That’s giving him too much credit, said the Madison, Wis., Capital Times. Just like the hapless former Attorney General Alberto Gonzales, Mukasey takes a shockingly expansive view of a president’s powers. He made this clear when he parroted the administration’s view that congressional attempts to rein in surveillance activities could infringe inappropriately on presidential authority. Forget waterboarding. It’s Mukasey’s belief that the president is above the law that should disqualify him as attorney general.
Democrats made a fine show of demanding that Mukasey flatly declare that waterboarding is a form of torture, said Stuart Taylor Jr. in National Journal. But isn’t it interesting that Congress itself has assiduously and repeatedly declined to pass a law to that effect?
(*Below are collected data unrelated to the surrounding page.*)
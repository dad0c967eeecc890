//! Request-facing deploy and job-status operations.

use std::sync::Arc;
use std::time::Duration;

use serde::Serialize;
use tracing::{error, info, warn};

use cdgrid_executor::{Executor, LaunchAction};
use cdgrid_state::{DeploymentJob, JobStatus, StateStore};

use crate::error::CoordinatorResult;
use crate::poller::Poller;

/// Target name that runs the app announcement instead of a deploy.
pub const DEFAULT_SELF_TARGET: &str = "self";

/// Attempts at recording a failed launch before the job is left to
/// startup recovery.
const FAILURE_WRITE_ATTEMPTS: u32 = 5;
const FAILURE_WRITE_DELAY: Duration = Duration::from_secs(1);

/// Job fields returned to callers.
#[derive(Debug, Clone, PartialEq, Eq, Serialize)]
pub struct JobView {
    pub status: JobStatus,
    pub job_id: String,
    pub output: String,
}

impl From<&DeploymentJob> for JobView {
    fn from(job: &DeploymentJob) -> Self {
        Self {
            status: job.status,
            job_id: job.job_id.clone(),
            output: job.output.clone(),
        }
    }
}

/// Authenticates callers, creates or reuses jobs, and launches executors.
#[derive(Clone)]
pub struct Dispatcher {
    store: StateStore,
    executor: Arc<dyn Executor>,
    poller: Poller,
    self_target: Arc<str>,
    write_attempts: u32,
    write_delay: Duration,
}

impl Dispatcher {
    pub fn new(store: StateStore, executor: Arc<dyn Executor>, poller: Poller) -> Self {
        Self {
            store,
            executor,
            poller,
            self_target: Arc::from(DEFAULT_SELF_TARGET),
            write_attempts: FAILURE_WRITE_ATTEMPTS,
            write_delay: FAILURE_WRITE_DELAY,
        }
    }

    pub fn with_self_target(mut self, target: &str) -> Self {
        self.self_target = Arc::from(target);
        self
    }

    /// How often, and how far apart, a launch failure is written before
    /// giving up.
    pub fn with_write_retry(mut self, attempts: u32, delay: Duration) -> Self {
        self.write_attempts = attempts.max(1);
        self.write_delay = delay;
        self
    }

    /// Start a deployment of the caller's target, or join the active one.
    ///
    /// Returns as soon as the job exists. The launch runs in the background,
    /// so this must be called from within a Tokio runtime.
    pub fn deploy(&self, id: &str, secret: &str) -> CoordinatorResult<JobView> {
        let target = self.store.authenticate(id, secret)?;
        let (job, created) = self.store.get_or_create_active(&target)?;
        if created {
            info!(job_id = %job.job_id, %target, "deployment requested");
            self.spawn_launch(&job);
        } else {
            info!(job_id = %job.job_id, %target, status = %job.status, "deployment already in progress");
        }
        Ok(JobView::from(&job))
    }

    /// Current state of one of the caller's jobs.
    pub fn job_status(&self, id: &str, secret: &str, job_id: &str) -> CoordinatorResult<JobView> {
        let target = self.store.authenticate(id, secret)?;
        let job = self.store.get_job(&target, job_id)?;
        Ok(JobView::from(&job))
    }

    fn action_for(&self, job: &DeploymentJob) -> LaunchAction {
        if job.target == *self.self_target {
            LaunchAction::AnnounceApps {
                job_id: job.job_id.clone(),
            }
        } else {
            LaunchAction::Deploy {
                target: job.target.clone(),
                job_id: job.job_id.clone(),
            }
        }
    }

    fn spawn_launch(&self, job: &DeploymentJob) {
        let action = self.action_for(job);
        let this = self.clone();
        tokio::spawn(async move {
            this.launch(action).await;
        });
    }

    async fn launch(&self, action: LaunchAction) {
        let job_id = action.job_id();
        let handle = match self.executor.launch(&action).await {
            Ok(handle) => handle,
            Err(e) => {
                warn!(%job_id, error = %e, "executor launch failed");
                self.fail_job(job_id, &format!("{e}\n")).await;
                return;
            }
        };

        if let Err(e) = self.store.record_executor_handle(job_id, handle.as_str()) {
            error!(%job_id, container = %handle.short(), error = %e, "failed to record container, removing it");
            if let Err(e) = self.executor.terminate(&handle).await {
                warn!(%job_id, error = %e, "failed to remove untracked container");
            }
            self.fail_job(job_id, &format!("failed to record executor container: {e}\n"))
                .await;
            return;
        }
        self.poller.track(job_id, handle).await;
    }

    /// Move a job that never got a container to `error`, retrying while the
    /// store refuses the write.
    async fn fail_job(&self, job_id: &str, diag: &str) {
        for attempt in 1..=self.write_attempts {
            match self.store.append_status(job_id, JobStatus::Error, diag) {
                Ok(_) => return,
                Err(e) if !e.is_store_failure() => {
                    warn!(%job_id, error = %e, "launch failure not recorded");
                    return;
                }
                Err(e) if attempt < self.write_attempts => {
                    warn!(%job_id, attempt, error = %e, "failed to record launch failure, retrying");
                    tokio::time::sleep(self.write_delay).await;
                }
                Err(e) => {
                    error!(%job_id, attempts = attempt, error = %e, "failed to record launch failure, job stays active until restart");
                }
            }
        }
    }
}

#[cfg(test)]
mod tests {
    use super::*;

    use std::time::Duration;

    use cdgrid_executor::{ScriptStep, ScriptedExecutor, SUCCESS_SENTINEL};
    use cdgrid_state::AppRegistration;

    use crate::error::CoordinatorError;
    use crate::poller::PollerConfig;

    fn setup(executor: ScriptedExecutor) -> (StateStore, Arc<ScriptedExecutor>, Dispatcher) {
        let store = StateStore::open_in_memory().unwrap();
        store
            .replace_apps(&[
                AppRegistration::new("app-1", "s3cret", "t1"),
                AppRegistration::new("app-2", "other", "t2"),
                AppRegistration::new("cd", "cd-secret", DEFAULT_SELF_TARGET),
            ])
            .unwrap();
        let executor = Arc::new(executor);
        let poller = Poller::with_interval(
            store.clone(),
            executor.clone(),
            &PollerConfig::default(),
            Duration::from_millis(10),
        );
        let dispatcher = Dispatcher::new(store.clone(), executor.clone(), poller);
        (store, executor, dispatcher)
    }

    async fn wait_status(dispatcher: &Dispatcher, job_id: &str, status: JobStatus) -> JobView {
        for _ in 0..400 {
            let view = dispatcher.job_status("app-1", "s3cret", job_id).unwrap();
            if view.status == status {
                return view;
            }
            tokio::time::sleep(Duration::from_millis(5)).await;
        }
        panic!("job {job_id} never reached {status}");
    }

    #[tokio::test]
    async fn deploy_runs_to_success() {
        let (_, executor, dispatcher) = setup(ScriptedExecutor::new().with_script(vec![
            ScriptStep::Running("PLAY [all]\n".into()),
            ScriptStep::Exited(format!("PLAY [all]\n{SUCCESS_SENTINEL}\n")),
        ]));

        let view = dispatcher.deploy("app-1", "s3cret").unwrap();
        assert_eq!(view.status, JobStatus::Starting);
        assert!(view.output.is_empty());

        let done = wait_status(&dispatcher, &view.job_id, JobStatus::Success).await;
        assert_eq!(done.output, format!("PLAY [all]\n{SUCCESS_SENTINEL}\n"));
        assert_eq!(
            executor.launches(),
            vec![LaunchAction::Deploy {
                target: "t1".into(),
                job_id: view.job_id,
            }]
        );
    }

    #[tokio::test(flavor = "multi_thread", worker_threads = 4)]
    async fn concurrent_deploys_share_one_job() {
        let (_, executor, dispatcher) = setup(
            ScriptedExecutor::new()
                .with_script(vec![ScriptStep::Running("working\n".into())])
                .with_launch_delay(Duration::from_millis(20)),
        );

        let mut calls = Vec::new();
        for _ in 0..8 {
            let d = dispatcher.clone();
            calls.push(tokio::spawn(async move { d.deploy("app-1", "s3cret") }));
        }
        let mut ids = Vec::new();
        for call in calls {
            ids.push(call.await.unwrap().unwrap().job_id);
        }
        ids.dedup();
        assert_eq!(ids.len(), 1);

        tokio::time::sleep(Duration::from_millis(60)).await;
        assert_eq!(executor.launches().len(), 1);
    }

    #[tokio::test]
    async fn launch_failure_fails_job() {
        let (_, _, dispatcher) =
            setup(ScriptedExecutor::new().failing_launch("pull access denied for image"));

        let view = dispatcher.deploy("app-1", "s3cret").unwrap();
        assert_eq!(view.status, JobStatus::Starting);

        let failed = wait_status(&dispatcher, &view.job_id, JobStatus::Error).await;
        assert!(failed.output.contains("pull access denied"));

        // The slot is free again.
        let retry = dispatcher.deploy("app-1", "s3cret").unwrap();
        assert_ne!(retry.job_id, view.job_id);
    }

    #[tokio::test]
    async fn launch_failure_write_is_retried() {
        let (store, _, dispatcher) = setup(
            ScriptedExecutor::new()
                .failing_launch("pull access denied for image")
                .with_launch_delay(Duration::from_millis(20)),
        );
        let dispatcher = dispatcher.with_write_retry(100, Duration::from_millis(10));

        let view = dispatcher.deploy("app-1", "s3cret").unwrap();
        store.fail_writes(true);
        tokio::time::sleep(Duration::from_millis(80)).await;
        let pending = store.get_job_by_id(&view.job_id).unwrap().unwrap();
        assert_eq!(pending.status, JobStatus::Starting);

        store.fail_writes(false);
        let failed = wait_status(&dispatcher, &view.job_id, JobStatus::Error).await;
        assert!(failed.output.contains("pull access denied"));
    }

    #[tokio::test]
    async fn self_target_announces_apps() {
        let (_, executor, dispatcher) = setup(ScriptedExecutor::new());

        let view = dispatcher.deploy("cd", "cd-secret").unwrap();
        tokio::time::sleep(Duration::from_millis(30)).await;

        assert_eq!(
            executor.launches(),
            vec![LaunchAction::AnnounceApps { job_id: view.job_id }]
        );
    }

    #[tokio::test]
    async fn auth_failures_are_indistinguishable() {
        let (_, executor, dispatcher) = setup(ScriptedExecutor::new());

        let unknown = dispatcher.deploy("nope", "s3cret").unwrap_err();
        let wrong = dispatcher.deploy("app-1", "wrong").unwrap_err();
        assert!(matches!(unknown, CoordinatorError::Auth));
        assert!(matches!(wrong, CoordinatorError::Auth));
        assert_eq!(unknown.to_string(), wrong.to_string());
        assert!(executor.launches().is_empty());
    }

    #[tokio::test]
    async fn jobs_are_scoped_to_their_target() {
        let (_, _, dispatcher) = setup(ScriptedExecutor::new());

        let view = dispatcher.deploy("app-1", "s3cret").unwrap();
        let err = dispatcher
            .job_status("app-2", "other", &view.job_id)
            .unwrap_err();
        assert!(matches!(err, CoordinatorError::JobNotFound(_)));
    }

    #[tokio::test]
    async fn finished_job_rejects_late_writes() {
        let (store, _, dispatcher) = setup(ScriptedExecutor::new());

        let view = dispatcher.deploy("app-1", "s3cret").unwrap();
        let done = wait_status(&dispatcher, &view.job_id, JobStatus::Success).await;

        assert!(store
            .append_status(&view.job_id, JobStatus::Running, "late\n")
            .is_err());
        let after = dispatcher.job_status("app-1", "s3cret", &view.job_id).unwrap();
        assert_eq!(after, done);
    }
}
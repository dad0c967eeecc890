//! App registry: the set of applications allowed to request deployment.
//!
//! The set is only ever replaced as a whole.

use std::collections::HashSet;

use constant_time_eq::constant_time_eq;
use redb::{ReadableDatabase, ReadableTable};
use tracing::{debug, info};

use crate::error::{StateError, StateResult};
use crate::store::{StateStore, encode, read_all, read_record};
use crate::tables::APPS;
use crate::types::AppRegistration;

impl StateStore {
    /// Atomically discard every registration and install `apps`.
    ///
    /// A set with an empty or duplicate id, or an empty target, is rejected
    /// and the current set is kept.
    pub fn replace_apps(&self, apps: &[AppRegistration]) -> StateResult<()> {
        validate(apps)?;

        let txn = self.begin_write()?;
        {
            let mut table = txn.open_table(APPS).map_err(map_err!(Table))?;
            let existing: Vec<String> = {
                let mut keys = Vec::new();
                for entry in table.iter().map_err(map_err!(Read))? {
                    let (key, _) = entry.map_err(map_err!(Read))?;
                    keys.push(key.value().to_string());
                }
                keys
            };
            for key in &existing {
                table.remove(key.as_str()).map_err(map_err!(Write))?;
            }
            for app in apps {
                let value = encode(app)?;
                table
                    .insert(app.id.as_str(), value.as_slice())
                    .map_err(map_err!(Write))?;
            }
        }
        txn.commit().map_err(map_err!(Transaction))?;
        info!(count = apps.len(), "app registry replaced");
        Ok(())
    }

    /// List all registrations.
    pub fn list_apps(&self) -> StateResult<Vec<AppRegistration>> {
        let txn = self.db.begin_read().map_err(map_err!(Transaction))?;
        let table = txn.open_table(APPS).map_err(map_err!(Table))?;
        read_all(&table)
    }

    /// Resolve an app's target from its id and secret.
    ///
    /// Unknown ids and wrong secrets both yield [`StateError::AuthFailed`].
    pub fn authenticate(&self, id: &str, secret: &str) -> StateResult<String> {
        let txn = self.db.begin_read().map_err(map_err!(Transaction))?;
        let table = txn.open_table(APPS).map_err(map_err!(Table))?;
        let app: Option<AppRegistration> = read_record(&table, id)?;
        match app {
            Some(app) if secrets_match(&app.secret, secret) => Ok(app.target),
            _ => {
                debug!(app_id = %id, "authentication failed");
                Err(StateError::AuthFailed)
            }
        }
    }
}

fn validate(apps: &[AppRegistration]) -> StateResult<()> {
    let mut seen = HashSet::new();
    for app in apps {
        if app.id.is_empty() {
            return Err(StateError::InvalidRegistration("empty app id".into()));
        }
        if app.target.is_empty() {
            return Err(StateError::InvalidRegistration(format!(
                "app {} has an empty target",
                app.id
            )));
        }
        if !seen.insert(app.id.as_str()) {
            return Err(StateError::InvalidRegistration(format!(
                "duplicate app id {}",
                app.id
            )));
        }
    }
    Ok(())
}

/// Constant-time comparison of a stored and a presented secret.
fn secrets_match(expected: &str, given: &str) -> bool {
    constant_time_eq(expected.as_bytes(), given.as_bytes())
}
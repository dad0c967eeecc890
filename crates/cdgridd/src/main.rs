//! cdgridd — the cdgrid deployment coordinator daemon.
//!
//! Single binary that assembles:
//! - State store (redb): app registry and deployment jobs
//! - Docker executor
//! - Dispatcher, poller, and expiry reaper
//! - HTTP API
//!
//! # Usage
//!
//! ```text
//! cdgridd serve --config /etc/cdgrid/cdgridd.toml
//! cdgridd check-config --config /etc/cdgrid/cdgridd.toml
//! ```

mod config;
mod serve;

use std::path::PathBuf;

use clap::{Parser, Subcommand};
use tracing::info;
use tracing_subscriber::EnvFilter;

use crate::config::CdgridConfig;
use crate::serve::ServeOptions;

const DEFAULT_LOG_FILTER: &str = "info,cdgridd=debug,cdgrid=debug";

#[derive(Parser)]
#[command(name = "cdgridd", version, about = "cdgrid deployment coordinator")]
struct Cli {
    /// Emit logs as JSON lines.
    #[arg(long, global = true)]
    log_json: bool,

    #[command(subcommand)]
    command: Command,
}

#[derive(Subcommand)]
enum Command {
    /// Run the coordinator.
    Serve {
        /// Configuration file. Defaults apply when omitted.
        #[arg(long, env = "CDGRID_CONFIG")]
        config: Option<PathBuf>,

        /// Override `server.port`.
        #[arg(long)]
        port: Option<u16>,

        /// Override `store.data_dir`.
        #[arg(long)]
        data_dir: Option<PathBuf>,

        /// Simulate deployments instead of starting containers.
        #[arg(long)]
        dry_run: bool,

        /// Registry user for pulling the automation image.
        #[arg(long, env = "CDGRID_REGISTRY_USERNAME")]
        registry_username: Option<String>,

        /// Registry password or token.
        #[arg(long, env = "CDGRID_REGISTRY_PASSWORD", hide_env_values = true)]
        registry_password: Option<String>,
    },

    /// Parse and validate a configuration file, then exit.
    CheckConfig {
        #[arg(long)]
        config: PathBuf,
    },
}

fn init_tracing(json: bool) {
    let filter =
        EnvFilter::try_from_default_env().unwrap_or_else(|_| EnvFilter::new(DEFAULT_LOG_FILTER));
    let builder = tracing_subscriber::fmt().with_env_filter(filter);
    if json {
        builder.json().init();
    } else {
        builder.init();
    }
}

#[tokio::main]
async fn main() -> anyhow::Result<()> {
    let cli = Cli::parse();
    init_tracing(cli.log_json);

    match cli.command {
        Command::Serve {
            config,
            port,
            data_dir,
            dry_run,
            registry_username,
            registry_password,
        } => {
            let mut config = CdgridConfig::load(config.as_deref())?;
            if let Some(port) = port {
                config.server.port = port;
            }
            if let Some(data_dir) = data_dir {
                config.store.data_dir = data_dir;
            }
            serve::run(
                config,
                ServeOptions {
                    dry_run,
                    registry_username,
                    registry_password,
                },
            )
            .await
        }
        Command::CheckConfig { config: path } => {
            let config = CdgridConfig::from_file(&path)?;
            info!(
                path = %path.display(),
                addr = %config.server.addr(),
                data_dir = %config.store.data_dir.display(),
                image = %config.executor.docker.image,
                trusted = config.access.trusted_networks.len(),
                monitoring = config.access.monitoring_networks.len(),
                "configuration is valid"
            );
            Ok(())
        }
    }
}
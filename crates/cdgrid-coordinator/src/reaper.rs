//! Periodic removal of expired job records.

use std::time::Duration;

use tokio::sync::watch;
use tracing::{debug, error, info};

use cdgrid_state::StateStore;

/// Purges expired jobs on a fixed interval.
pub struct JobReaper {
    store: StateStore,
}

impl JobReaper {
    pub fn new(store: StateStore) -> Self {
        Self { store }
    }

    /// One purge pass. Returns the number of records removed.
    pub fn sweep(&self) -> u32 {
        match self.store.purge_expired() {
            Ok(0) => 0,
            Ok(n) => {
                debug!(purged = n, "expired jobs purged");
                n
            }
            Err(e) => {
                error!(error = %e, "failed to purge expired jobs");
                0
            }
        }
    }

    /// Sweep every `interval` until `shutdown` fires.
    pub async fn run(&self, interval: Duration, mut shutdown: watch::Receiver<bool>) {
        info!(interval_secs = interval.as_secs(), "job reaper started");
        loop {
            tokio::select! {
                _ = tokio::time::sleep(interval) => {
                    self.sweep();
                }
                _ = shutdown.changed() => {
                    info!("job reaper shutting down");
                    break;
                }
            }
        }
    }
}
//! cdgrid-state — embedded state store for cdgrid.
//!
//! Backed by [redb](https://docs.rs/redb), holds the application registry
//! and the deployment job records.
//!
//! # Architecture
//!
//! All domain types are JSON-serialized into redb's `&[u8]` value columns.
//! The `active_jobs` table is a secondary index from target to the job id
//! of its single non-terminal job. Because redb admits one write
//! transaction at a time, the lookup and the insert performed by
//! [`StateStore::get_or_create_active`] form one atomic unit.
//!
//! Job records carry a sliding expiry (`expires_at`) refreshed on every
//! write. Expired records are invisible to reads and are physically
//! removed by [`StateStore::purge_expired`].
//!
//! The `StateStore` is `Clone` + `Send` + `Sync` (backed by `Arc<Database>`)
//! and can be shared across async tasks.

/// Convert any `Display` error into a `StateError` variant via a closure factory.
macro_rules! map_err {
    ($variant:ident) => {
        |e| $crate::error::StateError::$variant(e.to_string())
    };
}

pub mod clock;
pub mod error;
pub mod jobs;
pub mod registry;
pub mod store;
pub mod tables;
pub mod types;

pub use clock::Clock;
pub use error::{StateError, StateResult};
pub use store::{DEFAULT_RETENTION_SECS, StateStore};
pub use types::*;
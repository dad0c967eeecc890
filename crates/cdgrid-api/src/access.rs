//! Origin-based access control for administrative routes.
//!
//! The client address is the first `X-Forwarded-For` entry when the header
//! is present, otherwise the socket peer. It is admitted when it falls in
//! one of the configured networks.

use std::net::{IpAddr, SocketAddr};

use axum::extract::connect_info::MockConnectInfo;
use axum::extract::{ConnectInfo, Request, State};
use axum::http::{HeaderMap, StatusCode};
use axum::middleware::Next;
use axum::response::Response;
use ipnetwork::IpNetwork;
use serde::Deserialize;
use thiserror::Error;
use tracing::{debug, warn};

use crate::ApiState;
use crate::handlers::error_body;

#[derive(Debug, Error, PartialEq, Eq)]
pub enum AccessError {
    #[error("invalid network '{0}': expected address/prefix")]
    InvalidNetwork(String),
}

/// Parse `address/prefix`. A bare address is a single-host network.
pub fn parse_network(raw: &str) -> Result<IpNetwork, AccessError> {
    let invalid = || AccessError::InvalidNetwork(raw.to_string());
    let s = raw.trim();
    if s.contains('/') {
        s.parse::<IpNetwork>().map_err(|_| invalid())
    } else {
        s.parse::<IpAddr>().map(IpNetwork::from).map_err(|_| invalid())
    }
}

fn within(net: &IpNetwork, ip: IpAddr) -> bool {
    net.contains(normalize(ip))
}

/// Dual-stack sockets report IPv4 peers as `::ffff:a.b.c.d`.
fn normalize(ip: IpAddr) -> IpAddr {
    match ip {
        IpAddr::V6(v6) => v6.to_ipv4_mapped().map(IpAddr::V4).unwrap_or(ip),
        v4 => v4,
    }
}

/// `[access]` configuration section.
#[derive(Debug, Clone, Deserialize)]
#[serde(default)]
pub struct AccessConfig {
    /// Networks allowed to manage the registry and read load.
    pub trusted_networks: Vec<String>,
    /// Networks additionally allowed to read load.
    pub monitoring_networks: Vec<String>,
}

impl Default for AccessConfig {
    fn default() -> Self {
        Self {
            trusted_networks: vec![
                "127.0.0.0/8".into(),
                "::1/128".into(),
                "172.16.0.0/12".into(),
            ],
            monitoring_networks: Vec::new(),
        }
    }
}

/// Parsed network lists.
#[derive(Debug, Clone, Default)]
pub struct AccessPolicy {
    trusted: Vec<IpNetwork>,
    monitoring: Vec<IpNetwork>,
}

impl AccessPolicy {
    pub fn from_config(config: &AccessConfig) -> Result<Self, AccessError> {
        let parse = |nets: &[String]| nets.iter().map(|n| parse_network(n)).collect::<Result<Vec<_>, _>>();
        Ok(Self {
            trusted: parse(&config.trusted_networks)?,
            monitoring: parse(&config.monitoring_networks)?,
        })
    }

    pub fn is_trusted(&self, ip: IpAddr) -> bool {
        self.trusted.iter().any(|net| within(net, ip))
    }

    /// Trusted or monitoring origin.
    pub fn may_monitor(&self, ip: IpAddr) -> bool {
        self.is_trusted(ip) || self.monitoring.iter().any(|net| within(net, ip))
    }
}

/// Resolve the client address. `None` if no usable address is known.
pub fn client_ip(headers: &HeaderMap, peer: Option<SocketAddr>) -> Option<IpAddr> {
    match headers.get("x-forwarded-for") {
        Some(value) => value
            .to_str()
            .ok()
            .and_then(|v| v.split(',').next())
            .and_then(|first| first.trim().parse().ok()),
        None => peer.map(|addr| addr.ip()),
    }
}

fn peer_addr(req: &Request) -> Option<SocketAddr> {
    let extensions = req.extensions();
    extensions
        .get::<ConnectInfo<SocketAddr>>()
        .map(|info| info.0)
        .or_else(|| extensions.get::<MockConnectInfo<SocketAddr>>().map(|info| info.0))
}

fn admit(req: &Request, policy: &AccessPolicy, check: fn(&AccessPolicy, IpAddr) -> bool) -> bool {
    let ip = client_ip(req.headers(), peer_addr(req));
    match ip {
        Some(ip) if check(policy, ip) => {
            debug!(client = %ip, path = %req.uri().path(), "origin admitted");
            true
        }
        _ => {
            warn!(client = ?ip, path = %req.uri().path(), "origin denied");
            false
        }
    }
}

fn denied() -> Response {
    error_body(StatusCode::FORBIDDEN, "access denied")
}

/// Middleware for trusted-only routes.
pub async fn require_trusted(State(state): State<ApiState>, req: Request, next: Next) -> Response {
    if admit(&req, &state.access, AccessPolicy::is_trusted) {
        next.run(req).await
    } else {
        denied()
    }
}

/// Middleware for routes open to trusted and monitoring origins.
pub async fn require_monitoring(
    State(state): State<ApiState>,
    req: Request,
    next: Next,
) -> Response {
    if admit(&req, &state.access, AccessPolicy::may_monitor) {
        next.run(req).await
    } else {
        denied()
    }
}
The reason is obvious. Democrats are trying to have it both ways, making civil libertarian noises but refusing to take moral and political responsibility for actually banning all coercive interrogation techniques of al Qaida terrorists.
Passing such a law shouldn’t be necessary, said Dahlia Lithwick in Slate.com. Waterboarding is considered to be torture by nearly every legal authority and relevant treaty. That’s why it’s a shame that Sens. Schumer and Feinstein caved, mouthing platitudes about Mukasey’s supposed independence. Like the other loyalists around Bush, Mukasey is only independent from the constraint of statute, convention, legal precedent, and the Constitution.’’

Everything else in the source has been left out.